Yönetmen:
Joachim Trier
Senaryo:
Pierre Drieu La Rochelle (roman), Joachim Trier
Oyuncular:
Anders Danielsen Lie, Hans Olav Brenner ve Ingrid Olava
Tür:
Dram
Yıl:
2011
Süre:
95 dak.
Ülke:
Norveç
Dil:
Norveççe
Yönetmenin
2006 yapımı Reprise güzelliğinden sonra beklentilerin bir hayli yüksek olması
ve bunların tümünün karşılanmasıyla sonuçlanan 2011 yapımı Oslo, 31. august,
Pierre Drieu La Rochelle kitabının muhteşem uyarlaması.
Film
bize mutsuzluğu anlatmaya çalışıyor bir nevi. Refah seviyesi bir ülke, Norveç,
doğal güzellikleri, sakinliği tattıran bir şekir, Oslo, mutlu olması gereken
insanlar, çok az.
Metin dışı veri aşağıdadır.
//! cpr-stream — out-of-band stream handoff for the cpr RPC gateway.
//!
//! Stream arguments never travel inside an RPC payload. The calling side
//! swaps each one for a [`StreamDescriptor`] and pushes the bytes over a
//! separate HTTP channel; the serving side hands the RPC method a
//! [`StreamReceiver`] that blocks until those bytes arrive.
//!
//! # Architecture
//!
//! ```text
//! calling side                         serving side
//! ────────────                         ────────────
//! StreamEncoder                        push handler (HEAD/POST)
//!   ├── NullReader → NoData{len}         └── StreamRegistry::deliver(Handoff)
//!   ├── StreamReceiver → RedirectGate             │
//!   └── DeliveryAgent ──HEAD/302/204/200──►  StreamRegistry::accept
//!            └──────────── POST bytes ───►     └── StreamReceiver (AsyncRead)
//! ```
//!
//! # Chain collapsing
//!
//! When an intermediate hop re-encodes a [`StreamReceiver`] it received from
//! upstream, the encoder first tries [`RedirectGate::redirect`]. If the
//! receiver has not been read yet, the original sender's probe is answered
//! with a 302 pointing at the next hop and the bytes skip this hop entirely.
//! Otherwise the hop falls back to proxying the bytes with its own
//! [`DeliveryAgent`].

pub mod delivery;
pub mod descriptor;
pub mod encoder;
pub mod error;
pub mod push_url;
pub mod receiver;
pub mod registry;
pub mod transport;

pub use delivery::{DeliveryAgent, DeliveryOutcome};
pub use descriptor::{StreamDescriptor, StreamKind};
pub use encoder::{Delivery, EncodedStream, NullReader, StreamArg, StreamEncoder};
pub use error::{ReceiveError, StreamError, StreamResult, TransportError, TransportResult};
pub use push_url::{push_url_for, stream_url};
pub use receiver::{ByteBody, Handoff, Outcome, ReceiverState, RedirectGate, StreamReceiver};
pub use registry::StreamRegistry;
pub use transport::{HyperTransport, PushResponse, PushTransport};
Oturup bir kafenin sandalyesine kahve yudumlarken yan
masadakilerin konuşmalarına kulak kabartıp, hangisine odaklanırsan onun sesinin
yükseldiği bir sekansta, insanların maddiyat değil, huzur ve biraz mutluluk
istediklerini duyuyoruz gözlerimiz kapalı, başkarakterimizin aklından. Herkesin
kendi derdini kendisinin çektiği bir gün aktarılan. Üstelik tüm bunları Reprise’ın
da oyuncusu olan Anders Danielsen Lie ile birlikte izliyoruz.
Film
uzun süredir bağımlılığını yenebilmek için kontrol altında tutulan ve bir
günlüğüne izin verilen Anders’in başarısız intihar girişimiyle başlıyor. Eline aldığı
kaya parçasından kuvvet alarak tüm geçmişinden arınmak için girdiği gölde ağır
ağır yürürken bir insanın çöküşünü izliyoruz. Tabii bedenin direnişi hâkim
oluyor.
Tüm
gün içinde istediği her şeyi yapmaya çalışan Anders, arkadaşlarıyla buluşuyor,
eskiden kalma bir kadınla ilişkiye giriyor, yaşamaya devam ediyor, dinliyor,
izliyor. Verilen bir partiye katıldığında arkadaşlarının neredeyse tümünün
değişen hayatlarını fark ediyor, evlenenler, çocuk sahibi olanlar. Öncesinde,
sırf yazma eylemini gerçekleştiriyor diye editörlük için başvurduğu iş
yerindeki bağımlılığa bakış açısını görmek ise biraz hüzün katıyor atmosfere. Ki
bu yazarlık işi aynı zamanda ilk filmde de çokça yer alıyordu. Genelinde depresif
bir hava içerisinde yürüyen film için tabii bunu söylemek ne kadar yerinde olur
bilemiyorum.
Ceplerinde
sürekli geçmişin kırıntılarını bulunduran bir karakter aslında Anders, bir nevi
de o mutsuz insanlar bizler. Kendi acılarımızı, hüzünlerimizi izliyoruz.
Yitip
gitmekten, tükenmekten başka şehri anlatıyor film, sabaha karşı duyulan soğuk
esintiyi hissediyoruz dakikalar ilerledikçe, başarısız bir intihar girişimiyle
başlayan film, bağımlılığından kurtulmuş birinin sırf bir şeylere bağlanabilmek
için çabalayıp başarısız olduğu hayatını yine bağımlılığını kullanarak bitirmesiyle
sonlanıyor. Seyreden de ise hüzün eşliğinde bir burukluk.
Anlatıldığı
gibi, biraz şehir, biraz aşk, bir acı, biraz da bitkinlik var bu filmde,
durağanlığın yanında mükemmel kareler saklı, izlenmeye değer.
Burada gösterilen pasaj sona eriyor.